COORDINATION CHECK LIST:

INITIAL FILING REQUIREMENTS

  1. Registration fee based on 2/10 of 1% (New Hampshire Aggregate Offering Price), maximum of $1,050 for each security being registered. A $200 examination fee is also required for each security being registered. Each security being offered must be registered. Checks should be payable to the "State of New Hampshire."
  2. Form U-1
  3. Form U-2, unless the offering is made on a firm commitment basis by a broker-dealer, licensed in New Hampshire.
  4. Copy of all registration statements, prospectuses, exhibits, and financial statements.

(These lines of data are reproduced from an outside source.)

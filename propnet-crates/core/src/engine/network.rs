use log::debug;
use log::trace;
use log::warn;

use super::merge::install_merge;
use super::Cell;
use super::CellId;
use super::DebugHelper;
use super::NetworkOptions;
use super::NetworkStatistics;
use super::PropagatorQueue;
use super::SchedulerState;
use crate::basic_types::NetworkError;
use crate::basic_types::Value;
use crate::containers::KeyedVec;
use crate::containers::StorageKey;
use crate::generic_operators::OperatorRegistry;
use crate::propagation::store::PropagatorStore;
use crate::propagation::PropagationContext;
use crate::propagation::Propagator;
use crate::propagation::PropagatorHandle;
use crate::propagation::PropagatorId;
use crate::propnet_assert_extreme;
use crate::propnet_assert_simple;
use crate::statistics::log_statistic_postfix;
use crate::statistics::should_log_statistics;
use crate::statistics::Statistic;
use crate::statistics::StatisticLogger;
use crate::termination::Indefinite;
use crate::termination::TerminationCondition;

/// A propagator network: the cells, the propagators wired between them, the generic operators
/// they use and the scheduler which drives them to quiescence.
///
/// Every network is independent; there is no state shared between networks.
///
/// # Example
/// ```rust
/// # use propnet_core::propagation::FunctionPropagator;
/// # use propnet_core::Network;
/// # use propnet_core::Value;
/// let mut network = Network::default();
/// let a = network.new_cell();
/// let b = network.new_cell();
/// let out = network.new_cell();
///
/// let _ = network.add_propagator(FunctionPropagator::new(
///     [a, b],
///     |arguments: &[Value]| {
///         Ok(match (arguments[0].as_integer(), arguments[1].as_integer()) {
///             (Some(lhs), Some(rhs)) => Some(Value::from(lhs + rhs)),
///             _ => None,
///         })
///     },
///     out,
/// ));
///
/// network.add_content(a, Value::from(3)).expect("a is empty");
/// network.run().expect("no contradiction");
/// assert_eq!(network.content(out), None);
///
/// network.add_content(b, Value::from(4)).expect("b is empty");
/// network.run().expect("no contradiction");
/// assert_eq!(network.content(out), Some(&Value::from(7)));
/// ```
#[derive(Debug)]
pub struct Network {
    cells: KeyedVec<CellId, Cell>,
    propagators: PropagatorStore,
    propagator_queue: PropagatorQueue,
    operators: OperatorRegistry,
    state: SchedulerState,
    statistics: NetworkStatistics,
}

impl Default for Network {
    fn default() -> Self {
        Network::with_options(NetworkOptions::default())
    }
}

impl Network {
    pub fn with_options(options: NetworkOptions) -> Network {
        let mut operators = OperatorRegistry::default();
        install_merge(&mut operators, options.interval_merge)
            .expect("the merge operator has a valid arity and predicate lists");

        Network {
            cells: KeyedVec::default(),
            propagators: PropagatorStore::default(),
            propagator_queue: PropagatorQueue::default(),
            operators,
            state: SchedulerState::Idle,
            statistics: NetworkStatistics::default(),
        }
    }

    /// Creates an empty cell.
    pub fn new_cell(&mut self) -> CellId {
        self.cells.push(Cell::new(None, None))
    }

    /// Creates a cell which already holds `content`. No propagator is alerted.
    pub fn new_cell_with_content(&mut self, content: impl Into<Value>) -> CellId {
        self.cells.push(Cell::new(None, Some(content.into())))
    }

    /// Creates an empty cell with a name, which is used in logging and in error messages.
    pub fn new_named_cell(&mut self, name: impl Into<String>) -> CellId {
        self.cells.push(Cell::new(Some(name.into()), None))
    }

    /// The content of `cell`, or `None` if nothing is known about it yet.
    pub fn content(&self, cell: CellId) -> Option<&Value> {
        self.check_cell(cell);
        self.cells[cell].content()
    }

    /// The name `cell` was created with, or its identifier if it has none.
    pub fn cell_name(&self, cell: CellId) -> String {
        self.check_cell(cell);
        self.cells[cell].display_name(cell)
    }

    /// The propagators which are alerted when the content of `cell` changes, in the order in which
    /// they were registered.
    pub fn neighbours(&self, cell: CellId) -> &[PropagatorId] {
        self.check_cell(cell);
        self.cells[cell].neighbours()
    }

    /// Registers `propagator` to be alerted on future changes of `cell`. Registering the same
    /// propagator twice has no effect.
    pub fn new_neighbour(&mut self, cell: CellId, propagator: PropagatorId) {
        propnet_assert_simple!(
            propagator.index() < self.propagators.num_propagators(),
            "{propagator} does not belong to this network"
        );
        self.check_cell(cell);

        let _ = self.cells[cell].new_neighbour(propagator);
    }

    /// Merges `value` into the content of `cell` and alerts the neighbours of the cell if the
    /// content changed. The alerted propagators run on the next call to [`Network::run`].
    ///
    /// See [`PropagationContext::add_content`] for the merge rules.
    pub fn add_content(
        &mut self,
        cell: CellId,
        value: impl Into<Option<Value>>,
    ) -> Result<(), NetworkError> {
        self.check_cell(cell);
        let mut context = PropagationContext::new(
            &mut self.cells,
            &mut self.propagator_queue,
            &self.propagators,
            &self.operators,
            &mut self.statistics,
            None,
        );

        context.add_content(cell, value)
    }

    /// Adds a propagator to the network.
    ///
    /// The propagator becomes a neighbour of each of its inputs and is alerted once, so that it
    /// runs on the next call to [`Network::run`] even if its inputs already have content.
    pub fn add_propagator<P: Propagator>(&mut self, propagator: P) -> PropagatorHandle<P> {
        for &input in propagator.inputs() {
            self.check_cell(input);
        }

        let handle = self.propagators.add_propagator(propagator);
        let propagator_id = handle.untyped();

        let propagator = &self.propagators[propagator_id];
        for &input in propagator.inputs() {
            let _ = self.cells[input].new_neighbour(propagator_id);
        }
        let _ = self
            .propagator_queue
            .enqueue_propagator(propagator_id, propagator.priority());

        handle
    }

    fn check_cell(&self, cell: CellId) {
        propnet_assert_simple!(
            cell.index() < self.cells.len(),
            "{cell} does not belong to this network"
        );
    }

    /// Get a reference to the propagator identified by the given handle.
    pub fn get_propagator<P: Propagator>(&self, handle: PropagatorHandle<P>) -> Option<&P> {
        self.propagators.get_propagator(handle)
    }

    pub fn operators(&self) -> &OperatorRegistry {
        &self.operators
    }

    /// Access to the generic operators, e.g. to assign operations to the `merge` operator.
    pub fn operators_mut(&mut self) -> &mut OperatorRegistry {
        &mut self.operators
    }

    /// Discards all pending alerts and makes the scheduler idle, also after a failed run. The
    /// content of the cells is kept.
    pub fn initialise(&mut self) {
        self.propagator_queue.clear();
        self.state = SchedulerState::Idle;
    }

    /// Runs alerted propagators until none are left.
    ///
    /// An error of a propagator, most notably a [`NetworkError::Contradiction`], stops the run
    /// immediately and halts the scheduler. The network has to be initialised with
    /// [`Network::initialise`] before it can run again.
    ///
    /// A run only terminates if every cell can only change a finite number of times; use
    /// [`Network::run_with`] to bound runs of other networks.
    pub fn run(&mut self) -> Result<(), NetworkError> {
        self.run_with(&mut Indefinite)
    }

    /// Like [`Network::run`], but polls `termination` before every propagator execution.
    ///
    /// When `termination` triggers, the run stops with [`NetworkError::PropagationInterrupted`].
    /// The pending alerts are kept and the scheduler stays usable, so the run can be resumed.
    pub fn run_with(
        &mut self,
        termination: &mut impl TerminationCondition,
    ) -> Result<(), NetworkError> {
        if self.state == SchedulerState::Halted {
            return Err(NetworkError::SchedulerHalted);
        }

        self.state = SchedulerState::Running;
        self.statistics.num_runs += 1;

        let mut executed = 0;
        while !self.propagator_queue.is_empty() {
            if termination.should_stop() {
                warn!(
                    "Propagation interrupted with {} propagators pending",
                    self.propagator_queue.num_enqueued()
                );
                self.state = SchedulerState::Idle;
                return Err(NetworkError::PropagationInterrupted { executed });
            }

            let Some(propagator_id) = self.propagator_queue.pop() else {
                break;
            };

            let propagator = &self.propagators[propagator_id];
            trace!("Running propagator '{}'", propagator.name());

            let context = PropagationContext::new(
                &mut self.cells,
                &mut self.propagator_queue,
                &self.propagators,
                &self.operators,
                &mut self.statistics,
                Some(propagator_id),
            );
            let status = propagator.propagate(context);

            executed += 1;
            self.statistics.num_propagator_executions += 1;
            termination.propagator_has_run();

            if let Err(error) = status {
                debug!(
                    "Propagator '{}' halted the scheduler: {error}",
                    self.propagators[propagator_id].name()
                );
                self.state = SchedulerState::Halted;
                return Err(error);
            }
        }

        self.state = SchedulerState::Idle;
        propnet_assert_extreme!(
            DebugHelper::debug_fixed_point_propagation(
                &self.cells,
                &self.propagators,
                &self.operators
            ),
            "The network is not at a fixed point after the queue was drained"
        );

        Ok(())
    }

    pub fn scheduler_state(&self) -> SchedulerState {
        self.state
    }

    /// Whether no propagator is waiting to run.
    pub fn is_quiescent(&self) -> bool {
        self.propagator_queue.is_empty()
    }

    pub fn num_cells(&self) -> usize {
        self.cells.len()
    }

    pub fn num_propagators(&self) -> usize {
        self.propagators.num_propagators()
    }

    pub fn statistics(&self) -> &NetworkStatistics {
        &self.statistics
    }

    /// Logs the statistics of the network, if statistic logging has been configured with
    /// [`configure_statistic_logging`](crate::statistics::configure_statistic_logging).
    pub fn log_statistics(&self) {
        if should_log_statistics() {
            self.statistics.log(StatisticLogger::new(["network"]));
            log_statistic_postfix();
        }
    }
}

ADDITIONAL REQUIREMENTS AND CONSIDERATIONS

  1. Name of licensed broker-dealer engaged in the distribution of the securities or, if a broker-dealer is not being used, the person(s) responsible for distributing the securities on the issuer's behalf must determine whether he/she needs to be licensed or authorized to offer or sell the securities, or exempt therefrom. See RSA 421-B:1-102 and RSA 421-B:4-402(See Agents)
  2. Please be sure to submit the applicable NASAA Guidelines Cross Reference sheet with the filing.
  3. Annual renewal fee for continuous offerings based on 2/10 of 1% (New Hampshire Aggregate Offering Price), maximum of $1,050 for each security being registered. The fee is due on or before the anniversary of the date of registration in New Hampshire.
  4. The offering will be made effective on the same date the S.E.C. declares the offering effective as long as the following:
    1. No stop order is in effect and no proceeding is pending under RSA 421-B:3-303.
    2. The registration statement has been on file with the Bureau for at least 20 calendar days.
    3. All comments made by the Bureau have been responded to in a satisfactory manner.
  5. To waive the 20 day filing period requirement, the Issuer may remit a fee of 1/10 of 1% (New Hampshire Aggregate Offering Price).
  6. Amended offering documents must be submitted promptly to the Bureau.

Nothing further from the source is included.